I have a table (>500GB) from which I need to select 5000 random rows where table.condition = True and 5000 random rows where table.condition = False. My attempts until now used tablesample, but, unfortunately, any WHERE clause is only applied after the sample has been generated. So the only way I see this working is by doing the following:
Generate 2 empty temporary_tables -- temporary_table_true and temporary_table_false -- with the structure of the main table, so I can add rows iteratively.
create temp temporary_table_true as select table.condition, table.b, table.c, ... table.z from table LIMIT 0 create temp temporary_table_false as select table.condition, table.b, table.c, ... table.z from table LIMIT 0
Create a loop that only stops when the size of my temporary_tables are both 5000.
Inside that loop I generate a batch of 100 random samples from table, in each iteration. From those random rows I insert the ones with the table.condition = True in my temporary_table_true and the ones with the table.condition = False in my temporary_table_false.
Could you guys give me some help here?
- Are there any better approaches?
- If not, any idea on how I could code parts 2. and 3.?
Thanks a lot!
CodePudding user response:
Add a column to your table and populate it with random numbers.
ALTER TABLE `table` ADD COLUMN rando FLOAT DEFAULT NULL;
UPDATE `table` SET rando = RAND() WHERE rando IS NULL;
Then do
SELECT *
FROM `table`
WHERE rando > RAND() * 0.9
AND condition = 0
ORDER BY rando
LIMIT 5000
Do it again for condition = 1
and Bob's your uncle. It will pull rows in random order starting from a random row.
A couple of notes:
- 0.9 is there to improve the chances you'll actually get 5000 rows and not some lesser number.
- You may have to add
LIMIT 1000
to the UPDATE statement and run it a whole bunch of times to populate the completerando
column: trying to update all the rows in a big table can generate a huge transaction and swamp your server for a long time. - If you need to generate another random sample, run the UPDATE or UPDATEs again.
CodePudding user response:
The textbook solution would be to run two queries, one for rows with true
and one for rows with `false:
SELECT * FROM mytable WHERE `condition`=true ORDER BY RAND() LIMIT 5000;
SELECT * FROM mytable WHERE `condition`=false ORDER BY RAND() LIMIT 5000;
The WHERE clause applies first, to reduce the matching rows, then it sorts the subset of rows randomly and picks up to 5000 of them. The result is a random subset.
This solution has an advantage that it returns a pretty evenly distributed set of random rows, and it automatically handles cases like there being an unknown proportion of true to false in the table, and even handles if one of the condition values matches fewer than 5000 rows.
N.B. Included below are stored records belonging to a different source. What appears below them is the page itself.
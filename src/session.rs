//! Wallet session bookkeeping
//!
//! `WalletSession` is plain state: active account, active chain and a version
//! counter that moves whenever the chain changes. `SessionHandle` shares it
//! between the host (which forwards provider notifications) and the loaders
//! (which snapshot it at the start of every load).

use std::sync::{Arc, PoisonError, RwLock};

use crate::address::{self, Address};
use crate::error::PoolError;
use crate::provider::Provider;

/// Notification pushed by the wallet provider
#[derive(Clone, Debug, PartialEq, Eq)]
pub enum ProviderEvent {
    AccountsChanged(Vec<String>),
    ChainChanged(String),
}

/// What a session update means for dependent state
#[derive(Clone, Copy, Debug, PartialEq, Eq)]
pub enum SessionChange {
    Unchanged,
    /// Account connected, switched or disconnected
    AccountChanged,
    /// Chain switched; every loaded view must be discarded and reloaded
    Invalidated,
}

#[derive(Clone, Debug, Default, PartialEq, Eq)]
pub struct WalletSession {
    account: Option<Address>,
    chain_id: Option<String>,
    version: u64,
}

impl WalletSession {
    pub fn account(&self) -> Option<Address> {
        self.account
    }

    pub fn is_connected(&self) -> bool {
        self.account.is_some()
    }

    pub fn chain_id(&self) -> Option<&str> {
        self.chain_id.as_deref()
    }

    /// Bumped on every chain change
    pub fn version(&self) -> u64 {
        self.version
    }

    pub fn on_accounts_changed(&mut self, accounts: &[String]) -> SessionChange {
        let next = match accounts.first() {
            None => None,
            Some(raw) => match address::parse(raw) {
                Ok(address) => Some(address),
                Err(e) => {
                    log::warn!("Provider reported an unusable account ({}), disconnecting", e);
                    None
                }
            },
        };

        if next == self.account {
            return SessionChange::Unchanged;
        }

        match next {
            Some(address) => log::info!("Active account: {}", address),
            None => log::info!("Wallet disconnected"),
        }
        self.account = next;
        SessionChange::AccountChanged
    }

    pub fn on_chain_changed(&mut self, chain_id: impl Into<String>) -> SessionChange {
        let chain_id = chain_id.into();
        log::info!("🔁 Chain changed to {}, invalidating loaded state", chain_id);
        self.chain_id = Some(chain_id);
        self.version += 1;
        SessionChange::Invalidated
    }

    pub fn apply(&mut self, event: ProviderEvent) -> SessionChange {
        match event {
            ProviderEvent::AccountsChanged(accounts) => self.on_accounts_changed(&accounts),
            ProviderEvent::ChainChanged(chain_id) => self.on_chain_changed(chain_id),
        }
    }
}

/// Shared session context threaded through loaders and the dispatcher
#[derive(Clone)]
pub struct SessionHandle {
    provider: Option<Arc<dyn Provider>>,
    state: Arc<RwLock<WalletSession>>,
}

impl SessionHandle {
    /// `provider` is `None` when no wallet extension is present
    pub fn new(provider: Option<Arc<dyn Provider>>) -> Self {
        Self {
            provider,
            state: Arc::new(RwLock::new(WalletSession::default())),
        }
    }

    pub fn provider(&self) -> Result<&Arc<dyn Provider>, PoolError> {
        self.provider.as_ref().ok_or_else(|| {
            PoolError::ProviderUnavailable(
                "a browser wallet is required to use this application".to_string(),
            )
        })
    }

    /// Current state; callers take a fresh snapshot after every await
    pub fn snapshot(&self) -> WalletSession {
        self.state
            .read()
            .unwrap_or_else(PoisonError::into_inner)
            .clone()
    }

    fn update<R>(&self, f: impl FnOnce(&mut WalletSession) -> R) -> R {
        let mut state = self.state.write().unwrap_or_else(PoisonError::into_inner);
        f(&mut state)
    }

    /// Pick up already-authorized accounts without prompting
    ///
    /// The reported account list replaces the session account, so access
    /// revoked while the page was away disconnects it. Without a provider the
    /// session simply stays disconnected.
    pub async fn probe(&self) -> Result<WalletSession, PoolError> {
        let Some(provider) = self.provider.as_ref() else {
            log::debug!("No wallet provider, skipping account check");
            return Ok(self.snapshot());
        };

        let (accounts, chain_id) = futures::try_join!(provider.accounts(), provider.chain_id())?;

        Ok(self.update(|session| {
            session.chain_id = Some(chain_id);
            session.on_accounts_changed(&accounts);
            session.clone()
        }))
    }

    /// Request account authorization; may prompt the user
    pub async fn connect(&self) -> Result<WalletSession, PoolError> {
        let provider = self.provider()?;

        let accounts = provider.request_accounts().await?;
        let chain_id = provider.chain_id().await?;

        if accounts.is_empty() {
            log::warn!("Wallet authorized no accounts");
            return Err(PoolError::WalletNotConnected);
        }

        Ok(self.update(|session| {
            session.chain_id = Some(chain_id);
            session.on_accounts_changed(&accounts);
            session.clone()
        }))
    }

    /// Forward a provider notification
    pub fn apply(&self, event: ProviderEvent) -> SessionChange {
        self.update(|session| session.apply(event))
    }
}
The disadvantage is that it's incredibly expensive to sort such a large set of rows, and an index does not help you sort by a nondeterministic expression like RAND().
You could do this with window functions if you need it to be a single SQL query, but it would still be very expensive.
SELECT t.*
FROM (
SELECT *, ROW_NUMBER() OVER (PARTITION BY `condition` ORDER BY RAND()) AS rownum
FROM mytable
) AS t
WHERE t.rownum <= 5000;
Another alternative that does not use a random sort operation would be to do a table-scan, and pick a random subset of rows. But you need to know roughly how many rows match each condition value, so that you can estimate the fraction of these that would make ~5000 rows. Say for example there are 1 million rows with the true value and 500k rows with the false value:
SELECT * FROM mytable WHERE `condition`=true AND RAND()*1000000 < 5000;
SELECT * FROM mytable WHERE `condition`=false AND RAND()*500000 < 5000;
This is not guaranteed to return exactly 5000 rows, because of the randomness. But probably pretty close. And a table-scan is still quite expensive.
The answer from O.Jones gives me another idea. If you can add a column, then you can add an index on that column.
ALTER TABLE `table`
ADD COLUMN rando FLOAT DEFAULT NULL,
ADD INDEX (`condition`, rando);
UPDATE `table` SET rando = RAND() WHERE rando IS NULL;
Then you can use indexed searches. Again, you need to know how many rows match each value to do this.
SELECT * FROM mytable
WHERE `condition`=true AND rando < 5000/1000000
ORDER BY `condition`, rando
LIMIT 5000;
SELECT * FROM mytable
WHERE `condition`=true AND rando < 5000/500000
ORDER BY `condition`, rando
LIMIT 5000;
The ORDER BY in this case should be a no-op if the index I added is used. The rows will be read in index order anyway, and MySQL's optimizer will not do any work to sort them.
This solution will be much faster, because it doesn't have to sort anything, and doesn't have to do a table-scan. MySQL has an optimization to bail out of a query once the LIMIT has been satisfied.
But the disadvantage is that it doesn't return a different random result when you run the SELECT again, or if different clients run the query. You would have to use UPDATE to re-randomize the whole table to get a different result. This might not be suitable depending on your needs.